После окончания занятий с Виталиком мы еще какое-то время перезванивались, и все у них шло благополучно. Поведение ребенка выровнялось, родители были довольны.
Однако встреча через пять лет, в 1996 году, вызвала у нас настоящее потрясение.
В кабинет вошли не просто сильно повзрослевший мальчик и немного постаревший мужчина. Перед нами стояли другие люди. Виталик, который был подвижным, как ртуть, превратился в тихое и будто покрытое ледяной коркой существо. Даже его огромные голубые глаза напоминали заиндевелые окна. А отец в свои 55 лет выглядел стариком. Нет, он вовсе не был седым, беззубым и сгорбленным. Но он был каким-то потухшим и иссякшим.
Разговор начался с троек по математике, но нас не оставляло впечатление, что отец пришел не ради школьных проблем.

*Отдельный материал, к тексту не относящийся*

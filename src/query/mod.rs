//! Query execution and the query adapter's response document.

mod classify;
mod executor;

pub use classify::{class_from_message, classify};
pub use executor::{QueryExecutor, QueryOutcome};

use crate::config::QueryRequest;
use crate::db::{Driver, Row};
use crate::error::BridgeError;
use serde::Serialize;
use tracing::warn;

/// Response document written by the query adapter.
///
/// Result fields are present only on success; `error` fields only on failure.
#[derive(Debug, Clone, PartialEq, Serialize)]
pub struct QueryResponse {
    pub success: bool,
    #[serde(skip_serializing_if = "Option::is_none")]
    pub columns: Option<Vec<String>>,
    #[serde(skip_serializing_if = "Option::is_none")]
    pub rows: Option<Vec<Row>>,
    #[serde(skip_serializing_if = "Option::is_none")]
    pub row_count: Option<usize>,
    #[serde(skip_serializing_if = "Option::is_none")]
    pub execution_time_ms: Option<u64>,
    #[serde(skip_serializing_if = "Option::is_none")]
    pub has_more: Option<bool>,
    #[serde(skip_serializing_if = "Option::is_none")]
    pub error: Option<String>,
    #[serde(skip_serializing_if = "Option::is_none")]
    pub error_type: Option<String>,
}

impl QueryResponse {
    /// Builds a success response from an execution outcome.
    pub fn success(outcome: QueryOutcome) -> Self {
        Self {
            success: true,
            row_count: Some(outcome.rows.len()),
            columns: Some(outcome.columns),
            rows: Some(outcome.rows),
            execution_time_ms: Some(outcome.execution_time.as_millis() as u64),
            has_more: Some(outcome.has_more),
            error: None,
            error_type: None,
        }
    }

    /// Builds a failure response from a classified error.
    pub fn failure(error: &BridgeError) -> Self {
        Self {
            success: false,
            columns: None,
            rows: None,
            row_count: None,
            execution_time_ms: None,
            has_more: None,
            error: Some(error.to_string()),
            error_type: Some(error.error_type().to_string()),
        }
    }
}

/// Runs a query request against `driver` and builds its response document.
pub async fn run_query(driver: &dyn Driver, request: &QueryRequest) -> QueryResponse {
    match QueryExecutor::new(driver).execute(request).await {
        Ok(outcome) => QueryResponse::success(outcome),
        Err(e) => {
            warn!("{}: {}", e.category(), e);
            QueryResponse::failure(&e)
        }
    }
}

Догадка подтвердилась. Рассеянно выслушав наши советы, он заговорил о себе. Это был сплошной монолог, прерывавшийся его же раздраженными репликами в сторону двери, когда в нее просовывалась голова маявшегося в коридоре Виталика: "Не мешай!.. Подожди!.. Оставь нас в покое!"
Выяснилось, что он давно не работает в своем институте, да и институт тот уже полтора года как закрыли. Пишущие машинки теперь не в ходу, а специалистов по ремонту компьютеров и без него достаточно... Отношения с женой испортились настолько, что хоть он и живет с ней под одной крышей, но брак распался. Зато мальчишку видит. Правда, не каждый день. Почему не каждый? Да потому что после ночной работы приходится целый день отсыпаться. Проснешься к вечеру, а Виталику уже пора в постель. Ну, ничего, зато следующий день можно целиком посвятить сыну. Так что работа в общем-то удобная, грех жаловаться...
Произнеся последние слова, Геннадий Аркадьевич так сгорбился и опустил глаза, что у нас не хватило духу спросить, какая же это работа. Но он после небольшой паузы прояснил ситуацию сам: "Я в ночном казино работаю. Швейцаром". А потом добавил совсем уже еле слышно: "Если б вы знали, как это унизительно... нет, не подавать им пальто... и даже не то, что их спьяну рвет по углам... К этому можно привыкнуть... Но чаевые - не могу!"
"Папа! Пойдем домой! Я хочу домой!" - неожиданно резко крикнул, распахнув дверь, Виталик.
И мы вдруг увидели его прежним. Только на ожившем лице было написано не капризное, стихийное своеволие, а вполне понятный протест. Он не желал, чтобы отец рассказывал кому-то о своем унижении.
Геннадий Аркадьевич понял это и начал торопливо прощаться. А в дверях, спохватившись, достал коробку конфет и сказал: "Мы ведь на самом деле с 8 Марта вас хотели поздравить. А математика - это дело десятое. Не всем же быть Лобачевскими! Вот, попейте чаю... Мне сказали, вкусные... Пока что мы еще можем себе это позволить. Счастливо, рад был повидаться. Сынок, попрощайся!" Но тот ушел не простившись.